Paper ID: 600
Title: Memoized Online Variational Inference for Dirichlet Process Mixture Models

Submitted by Assigned_Reviewer_1

Q1: Comments to author(s). First provide a summary of the paper, and then address the following criteria: Quality, clarity, originality and significance. (For detailed reviewing guidelines, see
The authors proposed a novel online variational inference, called memoized online variational inference (MOV inference).
The proposed online algorithm is not technically new.
It is not a stochastic gradient (or step-wise) type online algorithm but an incremental algorithm which updates parameters by replacing old statistics with new one.
This framework is proposed by Neal & Hinton.
The difference is trivial because Neal & Hinton incremental algorithm is based on the EM algorithm and updates parameters for each data point, while the proposed inference is based on the variational inference and updates parameters for each batch.

The authors proposed a novel framework for adapting the number of topics, called birth and merge method.
The existing construction of the new components is either heuristic or highly specialized to the particular model.
The proposed birth moves can add many new components at once, and are applicable to any exponential family mixture model.
This framework is interesting and a strong point.
However, even if the existing work is either heuristic or highly specialized to the particular model, you should compare the existing methods with the proposed method such as [4] and [12].
In particular, [4] and [12] can be applicable for the Gaussian mixture model.

Q2: Please summarize your review in 1-2 sentences
The birth and merge algorithm is interesting.
However, the experimental setting is not convincing.
The stochastic variational inference is not state-of-the-art in the truncation-free setting.

Submitted by Assigned_Reviewer_5

Q1: Comments to author(s). First provide a summary of the paper, and then address the following criteria: Quality, clarity, originality and significance. (For detailed reviewing guidelines, see
The authors propose a novel method for performing memory efficient inference in Dirichlet Process (DP) models. There are two key advances presented in this work: memoized online (MO) learning of the model parameters using small subsets of data; an efficient birth-merge move for dynamically altering the truncation level of the stick breaking approximation.

The first advance is quite similar to approaches for memoized learning with EM algorithms. To my knowledge this approach has not been applied to non-paramteric Bayesian models however, which is the major novelty of this part of the work.

The birth merge move is in my view the more interesting advance in this paper, as it elegantly handles the issue of proposing births while keeping a limited subset of the data in memory. In the results section the authors apply the model to several synthetic and real datasets and show that MO learning is able to escape local optima, particularly when used with the birth merge move.

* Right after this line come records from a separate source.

#[no_mangle]
pub extern "C" fn helios_handle_advanced_shadow_shader(
    dev: i32,
    material_id: i32,
    first: i32,
    last: i32,
    is_hit: bool,
) {
    with((), |interface| {
        // Without material specialization every shadow ray is served by
        // the material-agnostic shader at index 0
        if interface.shadow_handling_mode() == ShadowHandlingMode::Advanced {
            interface.run_advanced_shadow_shader(dev, 0, first, last, is_hit);
        } else {
            interface.run_advanced_shadow_shader(dev, material_id, first, last, is_hit);
        }
    });
}

#[no_mangle]
pub extern "C" fn helios_handle_callback_shader(dev: i32, ty: i32) {
    with((), |interface| interface.run_callback_shader(dev, ty));
}

// ------------------------------------------------------ parameters

#[no_mangle]
pub unsafe extern "C" fn helios_get_parameter_i32(
    dev: i32,
    name: *const c_char,
    def: i32,
    global: bool,
) -> i32 {
    let name = unsafe { cstr(name) };
    with(def, |interface| interface.parameter_i32(dev, name, def, global))
}

#[no_mangle]
pub unsafe extern "C" fn helios_get_parameter_f32(
    dev: i32,
    name: *const c_char,
    def: f32,
    global: bool,
) -> f32 {
    let name = unsafe { cstr(name) };
    with(def, |interface| interface.parameter_f32(dev, name, def, global))
}

#[no_mangle]
pub unsafe extern "C" fn helios_get_parameter_vector(
    dev: i32,
    name: *const c_char,
    def_x: f32,
    def_y: f32,
    def_z: f32,
    x: *mut f32,
    y: *mut f32,
    z: *mut f32,
    global: bool,
) {
    let name = unsafe { cstr(name) };
    let def = Vec3::new(def_x, def_y, def_z);
    let value = with(def, |interface| {
        interface.parameter_vector(dev, name, def, global)
    });
    unsafe {
        *x = value.x;
        *y = value.y;
        *z = value.z;
    }
}

#[no_mangle]
pub unsafe extern "C" fn helios_get_parameter_color(
    dev: i32,
    name: *const c_char,
    def_r: f32,
    def_g: f32,
    def_b: f32,
    def_a: f32,
    r: *mut f32,
    g: *mut f32,
    b: *mut f32,
    a: *mut f32,
    global: bool,
) {
    let name = unsafe { cstr(name) };
    let def = Vec4::new(def_r, def_g, def_b, def_a);
    let value = with(def, |interface| {
        interface.parameter_color(dev, name, def, global)
    });
    unsafe {
        *r = value.x;
        *g = value.y;
        *b = value.z;
        *a = value.w;
    }
}

#[no_mangle]
pub unsafe extern "C" fn helios_set_parameter_i32(
    dev: i32,
    name: *const c_char,
    value: i32,
    global: bool,
) {
    let name = unsafe { cstr(name) };
    with((), |interface| {
        interface.set_parameter_i32(dev, name, value, global);
    });
}

#[no_mangle]
pub unsafe extern "C" fn helios_set_parameter_f32(
    dev: i32,
    name: *const c_char,
    value: f32,
    global: bool,
) {
    let name = unsafe { cstr(name) };
    with((), |interface| {
        interface.set_parameter_f32(dev, name, value, global);
    });
}
//! Name-addressed parameter registries consumed by shaders.
//!
//! Two tiers exist at runtime: a *global* set owned by the runtime and
//! mutable between iterations, and *local* sets attached to compiled
//! shaders which are filled at compile time and read-only afterwards.

use glam::{Vec3, Vec4};
use hashbrown::HashMap;
use std::fmt::Write as _;

/// A set of named parameters of the five supported kinds.
#[derive(Debug, Clone, Default)]
pub struct ParameterSet {
    pub int_parameters: HashMap<String, i32>,
    pub float_parameters: HashMap<String, f32>,
    pub vector_parameters: HashMap<String, Vec3>,
    pub color_parameters: HashMap<String, Vec4>,
    pub string_parameters: HashMap<String, String>,
}

impl ParameterSet {
    #[must_use]
    pub fn new() -> Self {
        Self::default()
    }

    #[must_use]
    pub fn is_empty(&self) -> bool {
        self.int_parameters.is_empty()
            && self.float_parameters.is_empty()
            && self.vector_parameters.is_empty()
            && self.color_parameters.is_empty()
            && self.string_parameters.is_empty()
    }

    pub fn set_int(&mut self, name: impl Into<String>, value: i32) {
        self.int_parameters.insert(name.into(), value);
    }

    pub fn set_float(&mut self, name: impl Into<String>, value: f32) {
        self.float_parameters.insert(name.into(), value);
    }

    pub fn set_vector(&mut self, name: impl Into<String>, value: Vec3) {
        self.vector_parameters.insert(name.into(), value);
    }

    pub fn set_color(&mut self, name: impl Into<String>, value: Vec4) {
        self.color_parameters.insert(name.into(), value);
    }

    pub fn set_string(&mut self, name: impl Into<String>, value: impl Into<String>) {
        self.string_parameters.insert(name.into(), value.into());
    }

    #[must_use]
    pub fn int(&self, name: &str) -> Option<i32> {
        self.int_parameters.get(name).copied()
    }

    #[must_use]
    pub fn float(&self, name: &str) -> Option<f32> {
        self.float_parameters.get(name).copied()
    }

    #[must_use]
    pub fn vector(&self, name: &str) -> Option<Vec3> {
        self.vector_parameters.get(name).copied()
    }

    #[must_use]
    pub fn color(&self, name: &str) -> Option<Vec4> {
        self.color_parameters.get(name).copied()
    }

    #[must_use]
    pub fn string(&self, name: &str) -> Option<&str> {
        self.string_parameters.get(name).map(String::as_str)
    }

    #[must_use]
    pub fn int_or(&self, name: &str, def: i32) -> i32 {
        self.int(name).unwrap_or(def)
    }

    #[must_use]
    pub fn float_or(&self, name: &str, def: f32) -> f32 {
        self.float(name).unwrap_or(def)
    }

    #[must_use]
    pub fn vector_or(&self, name: &str, def: Vec3) -> Vec3 {
        self.vector(name).unwrap_or(def)
    }

    #[must_use]
    pub fn color_or(&self, name: &str, def: Vec4) -> Vec4 {
        self.color(name).unwrap_or(def)
    }

    /// Merge `other` into this set.
    ///
    /// With `replace` set, entries of `other` overwrite entries already
    /// present; otherwise existing entries are kept.
    pub fn merge_from(&mut self, other: &Self, replace: bool) {
        if replace {
            for (k, v) in &other.int_parameters {
                self.int_parameters.insert(k.clone(), *v);
            }
            for (k, v) in &other.float_parameters {
                self.float_parameters.insert(k.clone(), *v);
            }
            for (k, v) in &other.vector_parameters {
                self.vector_parameters.insert(k.clone(), *v);
            }
            for (k, v) in &other.color_parameters {
                self.color_parameters.insert(k.clone(), *v);
            }
            for (k, v) in &other.string_parameters {
                self.string_parameters.insert(k.clone(), v.clone());
            }
        } else {
            for (k, v) in &other.int_parameters {
                self.int_parameters.entry(k.clone()).or_insert(*v);
            }
            for (k, v) in &other.float_parameters {
                self.float_parameters.entry(k.clone()).or_insert(*v);
            }
            for (k, v) in &other.vector_parameters {
                self.vector_parameters.entry(k.clone()).or_insert(*v);
            }
            for (k, v) in &other.color_parameters {
                self.color_parameters.entry(k.clone()).or_insert(*v);
            }
            for (k, v) in &other.string_parameters {
                self.string_parameters
                    .entry(k.clone())
                    .or_insert_with(|| v.clone());
            }
        }
    }

    /// Dump the set as a multi-line string for debug purposes.
    #[must_use]
    pub fn dump(&self) -> String {
        let mut out = String::new();
        for (k, v) in &self.int_parameters {
            let _ = writeln!(out, "[i32] {k} = {v}");
        }
        for (k, v) in &self.float_parameters {
            let _ = writeln!(out, "[f32] {k} = {v}");
        }
        for (k, v) in &self.vector_parameters {
            let _ = writeln!(out, "[vec3] {k} = [{}, {}, {}]", v.x, v.y, v.z);
        }
        for (k, v) in &self.color_parameters {
            let _ = writeln!(out, "[color] {k} = [{}, {}, {}, {}]", v.x, v.y, v.z, v.w);
        }
        for (k, v) in &self.string_parameters {
            let _ = writeln!(out, "[str] {k} = {v}");
        }
        out
    }
}

#[cfg(test)]
mod tests {
    use super::*;

    #[test]
    fn getters_return_defaults_on_miss() {
        let mut set = ParameterSet::new();
        set.set_int("a", 42);
        assert_eq!(set.int_or("a", 0), 42);
        assert_eq!(set.int_or("b", 7), 7);
        assert_eq!(set.float_or("a", 1.5), 1.5);
    }

    #[test]
    fn merge_keep_does_not_overwrite() {
        let mut a = ParameterSet::new();
        a.set_int("x", 1);
        let mut b = ParameterSet::new();
        b.set_int("x", 2);
        b.set_int("y", 3);

        a.merge_from(&b, false);
        assert_eq!(a.int_or("x", 0), 1);
        assert_eq!(a.int_or("y", 0), 3);

        a.merge_from(&b, true);
        assert_eq!(a.int_or("x", 0), 2);
    }

    #[test]
    fn dump_lists_all_kinds() {
        let mut set = ParameterSet::new();
        set.set_int("i", 1);
        set.set_float("f", 2.0);
        set.set_vector("v", Vec3::ONE);
        set.set_color("c", Vec4::ONE);
        set.set_string("s", "hello");

        let dump = set.dump();
        assert!(dump.contains("[i32] i = 1"));
        assert!(dump.contains("[str] s = hello"));
        assert_eq!(dump.lines().count(), 5);
    }
}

The paper is generally well written and easy to follow. There are some small points (listed below) which would make the exposition easier to follow and the experiments reproducible. In particular the specific settings for the birth merge parameters would be useful. The work is a nice synthesis of previous work in different settings along with some novel contributions. The problem of scaling DPs to large datasets is generally important since it allows for clustering with automatic inference of model complexity. The authors method is simple to implement, efficient and (except for births or merges) maintains the monotonic increase of the lower bound.

Minor Revisions:

- The exposition of the memoized batch updates is excellent and can be readily implemented from the authors description. One thing which would make it even easier would be if the authors were to provide the complete set of update equations for the Gaussian emission used in the experiments in a supplemental file. This would be particularly helpful to readers not familiar with VB methods, for example the computation of $E_{q}[log w_{k} (v)]$.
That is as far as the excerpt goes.